Three scientists from India, Singapore, and Africa are recipients of the 2021 Victor Rabinowitch Memorial Award for Young Leaders in International Scientific Cooperation.
Rabinowitch was a lifelong supporter of the Bulletin of the Atomic Scientists, which his father, Eugene Rabinowitch, co-founded in 1945. The younger Rabinowitch was also a member of the Bulletin’s Board of Sponsors and chair of the Bulletin’s board.
The annual award, given by CRDF Global, recognizes young scientists who “facilitate and promote novel and promising frameworks and approaches to international scientific cooperation.” It memorializes Rabinowitch’s long commitment to promoting and developing innovative scientific collaborations and capacity building and global security.
The 2021 recipients are:
Rafiou Agoro, PhD, from Togo. He is co-founder of the African Diaspora Scientists Federation (ADSF), which aims to provide a platform for African scientists to connect and consult with each other. He is currently a post-doctoral fellow in medical and molecular genetics at the Indiana University School of Medicine. Agoro will use the award to create a mobile platform for ADSF, a series of scientific lectures or seminars, and a mentoring program.
Andy Tay, PhD, from Singapore. He is a presidential assistant professor in the biomedical engineering department at the National University of Singapore. He was included in Forbes’ 30 Under 30 list in 2018 and a 2020 World Economic Forum Young Scientist. Tay will use the award to facilitate lab exchanges about nano-fabrication technology. His lab focuses on integrating nanofabrication, biomaterials, and bioinformatics to study and treat cancer metastases.
Jane von Gaudecker, PhD, from India. She is an assistant professor, science of nursing care, at the Indiana University School of Nursing. Her research focuses on epilepsy in western Kenya and how to improve care outcomes and build necessary infrastructure to deliver care. Von Gaudecker will use the funds to train future researchers and collaborators, develop collaborations with community health workers, and support a Kenyan researcher to participate in a scientific conference.
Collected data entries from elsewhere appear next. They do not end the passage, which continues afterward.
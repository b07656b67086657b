//! Session commands
//!
//! Parses console lines into session requests and dispatches them onto a
//! [`SessionHandle`].

use crate::recorder::{ArtifactKind, ResetOutcome, SessionHandle};
use crate::utils::error::ErrorResponse;
use thiserror::Error;

/// A parsed console request
#[derive(Debug, Clone, PartialEq, Eq)]
pub enum ConsoleCommand {
    StartCamera,
    StopCamera,
    StartRecording,
    StopRecording,
    Save {
        kind: ArtifactKind,
        filename: Option<String>,
    },
    Upload,
    Reset,
    Status,
    Help,
    Quit,
}

/// Console input that does not name a command
#[derive(Error, Debug, PartialEq, Eq)]
pub enum ParseError {
    #[error("Unknown command '{0}'. Type 'help' for a list.")]
    Unknown(String),

    #[error("Usage: {0}")]
    Usage(&'static str),
}

const SAVE_USAGE: &str = "save <video|thumbnail> [filename]";
const CAMERA_USAGE: &str = "camera [on|off]";

pub const HELP: &str = "\
Commands:
  camera [on|off]                  start or stop the camera
  record                           start recording
  stop                             stop recording and process the clip
  save <video|thumbnail> [name]    save a processed file to the download directory
  upload                           upload video and thumbnail
  reset                            discard everything and start over
  status                           print the session state as JSON
  quit                             shut down";

/// Parse one console line. Blank lines parse to `None`.
pub fn parse(line: &str) -> Result<Option<ConsoleCommand>, ParseError> {
    let mut words = line.split_whitespace();
    let Some(verb) = words.next() else {
        return Ok(None);
    };

    let command = match verb.to_ascii_lowercase().as_str() {
        "camera" => match words.next() {
            None | Some("on") => ConsoleCommand::StartCamera,
            Some("off") => ConsoleCommand::StopCamera,
            Some(_) => return Err(ParseError::Usage(CAMERA_USAGE)),
        },
        "record" => ConsoleCommand::StartRecording,
        "stop" => ConsoleCommand::StopRecording,
        "save" | "download" => {
            let kind = match words.next() {
                Some("video") => ArtifactKind::Video,
                Some("thumbnail") | Some("thumb") => ArtifactKind::Thumbnail,
                _ => return Err(ParseError::Usage(SAVE_USAGE)),
            };
            let rest: Vec<&str> = words.collect();
            let filename = (!rest.is_empty()).then(|| rest.join(" "));
            ConsoleCommand::Save { kind, filename }
        }
        "upload" => ConsoleCommand::Upload,
        "reset" => ConsoleCommand::Reset,
        "status" => ConsoleCommand::Status,
        "help" | "?" => ConsoleCommand::Help,
        "quit" | "exit" => ConsoleCommand::Quit,
        other => return Err(ParseError::Unknown(other.to_string())),
    };
    Ok(Some(command))
}

/// Run a command against the session and describe the outcome
pub async fn dispatch(
    session: &SessionHandle,
    command: &ConsoleCommand,
) -> Result<String, ErrorResponse> {
    match command {
        ConsoleCommand::StartCamera => session.start_camera().await?,
        ConsoleCommand::StopCamera => session.stop_camera().await?,
        ConsoleCommand::StartRecording => session.start_recording().await?,
        ConsoleCommand::StopRecording => session.stop_recording().await?,
        ConsoleCommand::Save { kind, filename } => {
            let path = session.save_locally(*kind, filename.clone()).await?;
            return Ok(format!("Saved {} to {}", kind, path.display()));
        }
        ConsoleCommand::Upload => {
            let receipt = session.upload().await?;
            return Ok(format!("Uploaded: {}", receipt.video_url));
        }
        ConsoleCommand::Reset => {
            return Ok(match session.reset().await? {
                ResetOutcome::Applied => "Reset complete".to_string(),
                ResetOutcome::Deferred => {
                    "Reset will apply when processing finishes".to_string()
                }
            });
        }
        ConsoleCommand::Status => {
            return serde_json::to_string_pretty(&session.snapshot()).map_err(|e| {
                ErrorResponse {
                    code: "SERIALIZATION_ERROR".to_string(),
                    message: e.to_string(),
                }
            });
        }
        ConsoleCommand::Help => return Ok(HELP.to_string()),
        ConsoleCommand::Quit => {
            session.shutdown().await?;
            return Ok("Bye".to_string());
        }
    }
    Ok(session.snapshot().status)
}

#[cfg(test)]
mod tests {
    use super::*;
    use crate::recorder::testing::{MockCapture, MockDelivery, MockTranscoder};
    use crate::recorder::{Collaborators, PhaseKind, SessionController, SessionSettings};
    use std::sync::Arc;
    use std::time::Duration;

    #[test]
    fn test_parse_camera_variants() {
        assert_eq!(parse("camera").unwrap(), Some(ConsoleCommand::StartCamera));
        assert_eq!(parse("  CAMERA on ").unwrap(), Some(ConsoleCommand::StartCamera));
        assert_eq!(parse("camera off").unwrap(), Some(ConsoleCommand::StopCamera));
        assert_eq!(
            parse("camera sideways").unwrap_err(),
            ParseError::Usage(CAMERA_USAGE)
        );
    }

    #[test]
    fn test_parse_save_with_filename() {
        assert_eq!(
            parse("save video my clip.mp4").unwrap(),
            Some(ConsoleCommand::Save {
                kind: ArtifactKind::Video,
                filename: Some("my clip.mp4".to_string()),
            })
        );
        assert_eq!(
            parse("save thumbnail").unwrap(),
            Some(ConsoleCommand::Save {
                kind: ArtifactKind::Thumbnail,
                filename: None,
            })
        );
        assert_eq!(parse("save").unwrap_err(), ParseError::Usage(SAVE_USAGE));
    }

    #[test]
    fn test_parse_blank_and_unknown() {
        assert_eq!(parse("   ").unwrap(), None);
        assert_eq!(
            parse("dance").unwrap_err(),
            ParseError::Unknown("dance".to_string())
        );
    }

    #[tokio::test]
    async fn test_dispatch_maps_rejections_to_codes() {
        let previews = tempfile::tempdir().unwrap();
        let session = SessionController::spawn(
            Collaborators {
                capture: Arc::new(MockCapture::granting()),
                transcoder: Arc::new(MockTranscoder::succeeding(b"V", b"T")),
                delivery: Arc::new(MockDelivery::accepting("unused")),
            },
            SessionSettings {
                preview_dir: previews.path().to_path_buf(),
                ..SessionSettings::default()
            },
        );
        session
            .wait_until(Duration::from_secs(5), |s| s.phase == PhaseKind::Ready)
            .await
            .unwrap();

        let err = dispatch(&session, &ConsoleCommand::Upload).await.unwrap_err();
        assert_eq!(err.code, "NO_ARTIFACTS");

        let err = dispatch(&session, &ConsoleCommand::StartRecording)
            .await
            .unwrap_err();
        assert_eq!(err.code, "NO_CAPTURE_HANDLE");

        let out = dispatch(&session, &ConsoleCommand::StartCamera).await.unwrap();
        assert_eq!(out, "Camera ready. Start recording.");

        let json = dispatch(&session, &ConsoleCommand::Status).await.unwrap();
        assert!(json.contains("\"phase\": \"cameraOn\""));
    }
}
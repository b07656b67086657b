//! Artifact delivery
//!
//! Local save to the download directory and remote upload. Both take
//! artifacts from a complete pair; callers check presence first.

pub mod local;
pub mod upload;

pub use local::LocalSaver;
pub use upload::{HttpUploader, UploadReceipt};

use crate::recorder::artifact::{Artifact, ArtifactPair};
use crate::utils::error::{DeliveryError, UploadError};
use async_trait::async_trait;
use std::path::PathBuf;

/// Hands processed artifacts to the outside world
#[async_trait]
pub trait Delivery: Send + Sync {
    /// Synchronous handoff to local storage
    fn save_locally(&self, artifact: &Artifact, filename: &str) -> Result<PathBuf, DeliveryError>;

    /// Upload both artifacts together
    async fn upload(&self, pair: &ArtifactPair) -> Result<UploadReceipt, UploadError>;
}

/// Download directory plus HTTP endpoint
pub struct StandardDelivery {
    saver: LocalSaver,
    uploader: HttpUploader,
}

impl StandardDelivery {
    pub fn new(saver: LocalSaver, uploader: HttpUploader) -> Self {
        Self { saver, uploader }
    }
}

#[async_trait]
impl Delivery for StandardDelivery {
    fn save_locally(&self, artifact: &Artifact, filename: &str) -> Result<PathBuf, DeliveryError> {
        self.saver.save(artifact, filename)
    }

    async fn upload(&self, pair: &ArtifactPair) -> Result<UploadReceipt, UploadError> {
        self.uploader.upload(pair).await
    }
}
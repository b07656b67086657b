//! Camera/microphone capture
//!
//! This module provides the capture adapter boundary and an FFmpeg-backed
//! implementation for the platform device APIs.

pub mod ffmpeg;
pub mod handle;
pub mod traits;

pub use ffmpeg::FfmpegCapture;
pub use handle::CaptureHandle;
pub use traits::{
    CaptureBackend, CaptureSource, MediaConstraints, RecorderSignal, RecordingSink, SinkFeed,
};
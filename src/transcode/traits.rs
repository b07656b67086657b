//! Transcoder boundary
//!
//! A staged pipeline over a private workspace keyed by names: stage inputs,
//! run transforms, read outputs, clean up.

use super::types::TranscodeDirective;
use crate::utils::error::{CleanupWarning, InitError, TranscodeError};
use async_trait::async_trait;
use bytes::Bytes;

/// Progress callback for a single `run`, receiving completion in [0, 1]
pub type ProgressFn<'a> = &'a (dyn Fn(f32) + Send + Sync);

#[async_trait]
pub trait Transcoder: Send + Sync {
    /// Bring the engine up. Called once before any other method.
    async fn load(&self) -> Result<(), InitError>;

    /// Stage an input under `name`
    async fn put(&self, name: &str, data: Bytes) -> Result<(), TranscodeError>;

    /// Apply one transform, reporting monotonic progress for this call
    async fn run(
        &self,
        directive: &TranscodeDirective,
        progress: ProgressFn<'_>,
    ) -> Result<(), TranscodeError>;

    /// Read an output. Fails if the preceding `run` did not produce it.
    async fn get(&self, name: &str) -> Result<Bytes, TranscodeError>;

    /// Best-effort removal of staged entries
    async fn cleanup(&self, names: &[&str]) -> Vec<CleanupWarning>;
}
The Bulletin also amplifies the work of future leaders through its Voices of Tomorrow, Editorial Fellows and Board Fellows programs. Learn more at https://thebulletin.org/next-generation-program/.
About CRDF Global
CRDF Global is an independent nonprofit organization founded in 1995 in response to the collapse of the Soviet Union and the threat of large-scale proliferation of weapons technology from the region. With support authorized by the Nunn-Lugar Act of 1991 and the Freedom Support Act of 1992, as well private foundation contributions, CRDF Global embarked on bolstering the global scientific community and fostering alternatives to weapons research.
In the past 25 years, CRDF Global’s work has expanded to address ever-changing global concerns, but its commitment to ensuring the success of its partners remains the same. CRDF Global is a leading provider of flexible logistical support, program design and management, and strategic capacity building programs in the areas of higher education, CBRNE security and nonproliferation, border security, cybersecurity, global health, technology entrepreneurship, and international professional exchanges.
With offices in Arlington, Virginia; Kyiv, Ukraine; Almaty, Kazakhstan; and Amman, Jordan, CRDF Global’s diverse staff and networks of local community and government stakeholders deliver tailored programs that meet specific regional needs in over 100 countries across the globe.